Write out exactly the lines of the material below, beginning at the top and ending at the line that contains "are not executed.".

************

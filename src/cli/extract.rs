//! Extract command: unpack an installer without running scripts.

use std::path::PathBuf;

use clap::Args;
use inspa_pack::Container;
use inspa_stub::extract::Extractor;
use inspa_stub::log::InstallLog;
use inspa_stub::{CancelFlag, ProgressSink};

use inspa::Result;

/// Extract an installer's files into a directory. Post-install scripts and
/// environment changes are not executed.
#[derive(Args, Debug)]
pub struct ExtractCmd {
    /// Installer file
    #[arg(value_name = "INSTALLER")]
    pub installer: PathBuf,

    /// Destination directory
    #[arg(short = 'd', long, value_name = "DIR")]
    pub dir: PathBuf,
}

impl ExtractCmd {
    pub fn run(self) -> Result<()> {
        let container = Container::open(&self.installer)?;
        container.verify()?;

        let log = InstallLog::disabled();
        let cancel = CancelFlag::new();
        let extractor = Extractor::new(container.header(), &log, &cancel);
        extractor.extract(
            container.payload_reader()?,
            &self.dir,
            &mut ProgressSink::disabled(),
        )?;

        println!(
            "Extracted {} files into {}",
            container.header().files.len(),
            self.dir.display()
        );
        Ok(())
    }
}
//! inspa CLI entry point.

use clap::{Parser, Subcommand};
use tracing_subscriber::EnvFilter;

mod cli;

/// inspa - build single-file self-extracting Windows installers
#[derive(Parser, Debug)]
#[command(name = "inspa")]
#[command(about = "Build single-file self-extracting Windows installers")]
#[command(version)]
struct Cli {
    #[command(subcommand)]
    command: Commands,

    /// Enable verbose output
    #[arg(short, long, global = true)]
    verbose: bool,
}

#[derive(Subcommand, Debug)]
enum Commands {
    /// Build an installer from a configuration file
    Build(cli::build::BuildCmd),

    /// Validate a configuration file and report diagnostics
    Validate(cli::validate::ValidateCmd),

    /// Print the parsed header metadata of an installer
    Inspect(cli::inspect::InspectCmd),

    /// Extract an installer's files without running scripts
    Extract(cli::extract::ExtractCmd),

    /// Print the payload SHA-256 of an installer
    Hash(cli::hash::HashCmd),

    /// Write a sample configuration file
    Example(cli::example::ExampleCmd),

    /// Show builder version and supported compression algorithms
    Info(cli::info::InfoCmd),

    /// Launch the builder GUI (ships separately)
    Gui(cli::gui::GuiCmd),
}

fn main() {
    let cli = Cli::parse();
    init_logging(cli.verbose);

    tracing::debug!(version = inspa::VERSION, "starting inspa");

    let result = match cli.command {
        Commands::Build(cmd) => cmd.run(),
        Commands::Validate(cmd) => cmd.run(),
        Commands::Inspect(cmd) => cmd.run(),
        Commands::Extract(cmd) => cmd.run(),
        Commands::Hash(cmd) => cmd.run(),
        Commands::Example(cmd) => cmd.run(),
        Commands::Info(cmd) => cmd.run(),
        Commands::Gui(cmd) => cmd.run(),
    };

    if let Err(e) = result {
        tracing::error!(error = %e, "command failed");
        eprintln!("Error: {e}");
        std::process::exit(e.exit_code());
    }
}

/// Initialize the tracing subscriber.
fn init_logging(verbose: bool) {
    let default = if verbose {
        "inspa=debug,inspa_pack=debug,inspa_stub=debug"
    } else {
        "inspa=warn"
    };
    let filter = EnvFilter::try_from_default_env().unwrap_or_else(|_| EnvFilter::new(default));

    tracing_subscriber::fmt()
        .with_env_filter(filter)
        .with_target(false)
        .init();
}
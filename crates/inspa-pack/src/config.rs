//! Builder configuration record.
//!
//! The configuration arrives as a validated, immutable record; parsing the
//! source document (YAML) is the caller's concern. Sections that end up on
//! the wire reuse the header types from [`crate::format`] so builder and
//! runtime cannot drift apart.

use std::path::PathBuf;

use serde::{Deserialize, Serialize};
use serde_json::json;

use crate::format::{
    CompressionAlgo, CompressionSettings, EnvSpec, InstallOptions, ProductInfo, ScriptSpec, UiText,
    SUPPORTED_SCHEMAS,
};
use crate::hash::{sha256_bytes, to_hex};
use crate::{PackError, Result};

/// One input root to collect files from.
#[derive(Debug, Clone, Serialize, Deserialize)]
pub struct InputSpec {
    /// File or directory to include.
    pub path: PathBuf,
    /// Descend into subdirectories.
    #[serde(default = "default_true")]
    pub recursive: bool,
    /// Keep the root's own directory name in logical paths.
    #[serde(default = "default_true")]
    pub preserve_structure: bool,
}

/// Resources consumed by the external resource patcher, not the core.
#[derive(Debug, Clone, Default, Serialize, Deserialize)]
pub struct Resources {
    /// Icon file injected into the stub by the patcher.
    #[serde(default, skip_serializing_if = "Option::is_none")]
    pub icon: Option<PathBuf>,
}

/// The validated builder configuration.
#[derive(Debug, Clone, Serialize, Deserialize)]
pub struct InstallerConfig {
    /// Configuration schema version.
    #[serde(default = "default_schema_version")]
    pub schema_version: u32,
    /// Product identity.
    pub product: ProductInfo,
    /// Install behavior.
    pub install: InstallOptions,
    /// Input roots, in declaration order.
    pub inputs: Vec<InputSpec>,
    /// GUI text.
    #[serde(default)]
    pub ui: UiText,
    /// Compression settings.
    #[serde(default)]
    pub compression: CompressionSettings,
    /// Glob patterns excluding files, matched against logical paths.
    #[serde(default)]
    pub exclude: Vec<String>,
    /// Post-install actions.
    #[serde(default)]
    pub post_actions: Vec<ScriptSpec>,
    /// Environment changes.
    #[serde(default, skip_serializing_if = "Option::is_none")]
    pub env: Option<EnvSpec>,
    /// External resource patcher inputs.
    #[serde(default)]
    pub resources: Resources,
}

impl InstallerConfig {
    /// Validate the configuration and apply derived settings.
    ///
    /// Returns the first problem found as [`PackError::ConfigInvalid`]. On
    /// success, `require_admin` is promoted when the install target or
    /// environment scope demands elevation.
    pub fn validate(&mut self) -> Result<()> {
        let problems = self.diagnostics();
        if let Some(first) = problems.into_iter().next() {
            return Err(PackError::ConfigInvalid(first));
        }

        if self.needs_admin() {
            self.install.require_admin = true;
        }
        Ok(())
    }

    /// Collect every validation problem, for diagnostic output.
    pub fn diagnostics(&self) -> Vec<String> {
        let mut problems = Vec::new();

        if !SUPPORTED_SCHEMAS.contains(&self.schema_version) {
            problems.push(format!(
                "unsupported schema_version {}, supported: {:?}",
                self.schema_version, SUPPORTED_SCHEMAS
            ));
        }

        if self.product.name.trim().is_empty() {
            problems.push("product.name must not be empty".to_string());
        }
        if self.product.version.trim().is_empty() {
            problems.push("product.version must not be empty".to_string());
        }

        if self.install.default_path.trim().is_empty() {
            problems.push("install.default_path must not be empty".to_string());
        }
        if self.install.force_hidden_path && self.install.allow_user_path {
            problems.push(
                "install.force_hidden_path and install.allow_user_path are mutually exclusive"
                    .to_string(),
            );
        }
        for (field, file) in [
            ("install.license_file", &self.install.license_file),
            ("install.privacy_file", &self.install.privacy_file),
        ] {
            if let Some(path) = file {
                if !has_text_extension(path) {
                    problems.push(format!("{field} must be a .txt, .md or .rst file: {path}"));
                }
            }
        }

        if self.inputs.is_empty() {
            problems.push("inputs must list at least one path".to_string());
        }

        let level = self.compression.level;
        match self.compression.algo {
            CompressionAlgo::Zstd => {
                if !(1..=22).contains(&level) {
                    problems.push(format!("zstd level must be in 1..=22, got {level}"));
                }
            }
            CompressionAlgo::Zip => {
                if !(1..=9).contains(&level) {
                    problems.push(format!("zip level must be in 1..=9, got {level}"));
                }
            }
        }

        for (i, action) in self.post_actions.iter().enumerate() {
            if action.command.trim().is_empty() {
                problems.push(format!("post_actions[{i}].command must not be empty"));
            }
            if !(1..=3600).contains(&action.timeout_sec) {
                problems.push(format!(
                    "post_actions[{i}].timeout_sec must be in 1..=3600, got {}",
                    action.timeout_sec
                ));
            }
        }

        problems
    }

    /// Whether this configuration requires an elevated installer.
    fn needs_admin(&self) -> bool {
        let path = self.install.default_path.to_ascii_lowercase();
        if path.starts_with("%programfiles%") || path.starts_with("c:/program files") {
            return true;
        }
        self.env.as_ref().is_some_and(|env| env.system_scope)
    }

    /// SHA-256 fingerprint of the normalized configuration document.
    ///
    /// Covers the sections that affect build output; UI text and resources
    /// are excluded so cosmetic edits do not change the fingerprint.
    pub fn fingerprint(&self) -> String {
        let inputs: Vec<_> = self
            .inputs
            .iter()
            .map(|input| {
                json!({
                    "path": normalize_path(&input.path),
                    "recursive": input.recursive,
                    "preserve_structure": input.preserve_structure,
                })
            })
            .collect();

        let doc = json!({
            "product": self.product,
            "inputs": inputs,
            "exclude": self.exclude,
            "compression": self.compression,
            "post_actions": self.post_actions,
            "env": self.env,
        });

        // serde_json object keys are emitted in insertion order, and the
        // json! literal above fixes that order, so the document is stable.
        let bytes = serde_json::to_vec(&doc).expect("fingerprint document serializes");
        to_hex(&sha256_bytes(&bytes))
    }
}

fn normalize_path(path: &std::path::Path) -> String {
    path.to_string_lossy().replace('\\', "/")
}

fn has_text_extension(path: &str) -> bool {
    let lower = path.to_ascii_lowercase();
    lower.ends_with(".txt") || lower.ends_with(".md") || lower.ends_with(".rst")
}

fn default_true() -> bool {
    true
}

fn default_schema_version() -> u32 {
    1
}
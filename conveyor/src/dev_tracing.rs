/// Development helper: initialize tracing subscriber when `RUST_LOG` is set.
///
/// Benches and tests can call `conveyor::dev_tracing::init_tracing()` to see
/// the queue's park/wake trace events and the harness reports. This is a
/// no-op when `RUST_LOG` is not set or when a global subscriber is already
/// installed.
pub fn init_tracing() {
    use std::env;

    if env::var("RUST_LOG").is_ok() {
        // Best-effort: try to init a fmt subscriber from env filter.
        let _ = tracing_subscriber::fmt()
            .with_env_filter(tracing_subscriber::EnvFilter::from_default_env())
            .try_init();
    }
}
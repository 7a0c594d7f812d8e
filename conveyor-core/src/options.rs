//! Queue configuration options
//!
//! This module provides construction-time configuration for
//! [`MessageQueue`](crate::queue::MessageQueue). Options are fixed for the
//! lifetime of the queue; there is no runtime reconfiguration.

/// Queue configuration options.
///
/// # Examples
///
/// ```
/// use conveyor_core::options::QueueOptions;
///
/// let opts = QueueOptions::new()
///     .with_capacity(1024)
///     .with_name("ingest");
/// assert_eq!(opts.capacity, Some(1024));
/// ```
#[derive(Debug, Clone, Default)]
pub struct QueueOptions {
    /// Capacity bound.
    ///
    /// Maximum number of pending messages before `send` blocks.
    /// - `None`: Unbounded (default, matching the minimal contract)
    /// - `Some(n)`: At most `n` pending; a full queue applies back-pressure
    pub capacity: Option<usize>,

    /// Debug name attached to tracing events emitted by the queue.
    ///
    /// - `None`: Events are labelled `"queue"` (default)
    /// - `Some(name)`: Events carry this label instead
    pub name: Option<String>,
}

impl QueueOptions {
    /// Create options with defaults (unbounded, unnamed).
    #[must_use]
    pub fn new() -> Self {
        Self::default()
    }

    /// Set a capacity bound.
    #[must_use]
    pub fn with_capacity(mut self, capacity: usize) -> Self {
        self.capacity = Some(capacity);
        self
    }

    /// Set a debug name for tracing output.
    #[must_use]
    pub fn with_name(mut self, name: impl Into<String>) -> Self {
        self.name = Some(name.into());
        self
    }
}
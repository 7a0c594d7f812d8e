/// Conveyor Error Types
///
/// Per-operation error taxonomy for queue operations. Send-side errors hand
/// the undelivered message back to the caller so nothing is silently dropped.

use std::fmt;
use thiserror::Error;

/// Error returned by [`MessageQueue::send`](crate::queue::MessageQueue::send)
/// when the queue has been closed.
///
/// Contains the message that could not be delivered.
#[derive(Error, Clone, Copy, PartialEq, Eq)]
#[error("sending on a closed queue")]
pub struct SendError<T>(pub T);

impl<T> SendError<T> {
    /// Recover the message that failed to send.
    pub fn into_inner(self) -> T {
        self.0
    }
}

impl<T> fmt::Debug for SendError<T> {
    fn fmt(&self, f: &mut fmt::Formatter<'_>) -> fmt::Result {
        f.write_str("SendError(..)")
    }
}

/// Error returned by [`MessageQueue::try_send`](crate::queue::MessageQueue::try_send).
///
/// Both variants contain the message that could not be delivered.
#[derive(Error, Clone, Copy, PartialEq, Eq)]
pub enum TrySendError<T> {
    /// The queue is bounded and at capacity.
    #[error("sending on a full queue")]
    Full(T),

    /// The queue has been closed.
    #[error("sending on a closed queue")]
    Closed(T),
}

impl<T> TrySendError<T> {
    /// Recover the message that failed to send.
    pub fn into_inner(self) -> T {
        match self {
            Self::Full(msg) | Self::Closed(msg) => msg,
        }
    }

    /// Check whether the failure was a capacity rejection.
    #[must_use]
    pub const fn is_full(&self) -> bool {
        matches!(self, Self::Full(_))
    }
}

impl<T> fmt::Debug for TrySendError<T> {
    fn fmt(&self, f: &mut fmt::Formatter<'_>) -> fmt::Result {
        match self {
            Self::Full(_) => f.write_str("Full(..)"),
            Self::Closed(_) => f.write_str("Closed(..)"),
        }
    }
}

impl<T> From<SendError<T>> for TrySendError<T> {
    fn from(err: SendError<T>) -> Self {
        Self::Closed(err.0)
    }
}

/// Error returned by [`MessageQueue::recv`](crate::queue::MessageQueue::recv).
#[derive(Error, Debug, Clone, Copy, PartialEq, Eq)]
pub enum RecvError {
    /// The queue is closed and fully drained; no further message can arrive.
    #[error("receiving on a closed and empty queue")]
    Closed,
}

/// Error returned by [`MessageQueue::recv_timeout`](crate::queue::MessageQueue::recv_timeout)
/// and [`MessageQueue::recv_deadline`](crate::queue::MessageQueue::recv_deadline).
///
/// `Timeout` is reported distinctly from delivery and from closure; it is
/// never conflated with an empty payload.
#[derive(Error, Debug, Clone, Copy, PartialEq, Eq)]
pub enum RecvTimeoutError {
    /// The deadline elapsed before a message arrived.
    #[error("timed out waiting on a queue")]
    Timeout,

    /// The queue is closed and fully drained.
    #[error("receiving on a closed and empty queue")]
    Closed,
}

impl From<RecvError> for RecvTimeoutError {
    fn from(err: RecvError) -> Self {
        match err {
            RecvError::Closed => Self::Closed,
        }
    }
}

/// Error returned by [`MessageQueue::try_recv`](crate::queue::MessageQueue::try_recv).
#[derive(Error, Debug, Clone, Copy, PartialEq, Eq)]
pub enum TryRecvError {
    /// The queue is currently empty.
    #[error("receiving on an empty queue")]
    Empty,

    /// The queue is closed and fully drained.
    #[error("receiving on a closed and empty queue")]
    Closed,
}

impl From<RecvError> for TryRecvError {
    fn from(err: RecvError) -> Self {
        match err {
            RecvError::Closed => Self::Closed,
        }
    }
}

************

**Response area**
filename src/cli/extract.rs
//! Extract command: unpack an installer without running scripts.

use std::path::PathBuf;

use clap::Args;
use inspa_pack::Container;
use inspa_stub::extract::Extractor;
use inspa_stub::log::InstallLog;
use inspa_stub::{CancelFlag, ProgressSink};

use inspa::Result;

/// Extract an installer's files into a directory. Post-install scripts and
/// environment changes are not executed.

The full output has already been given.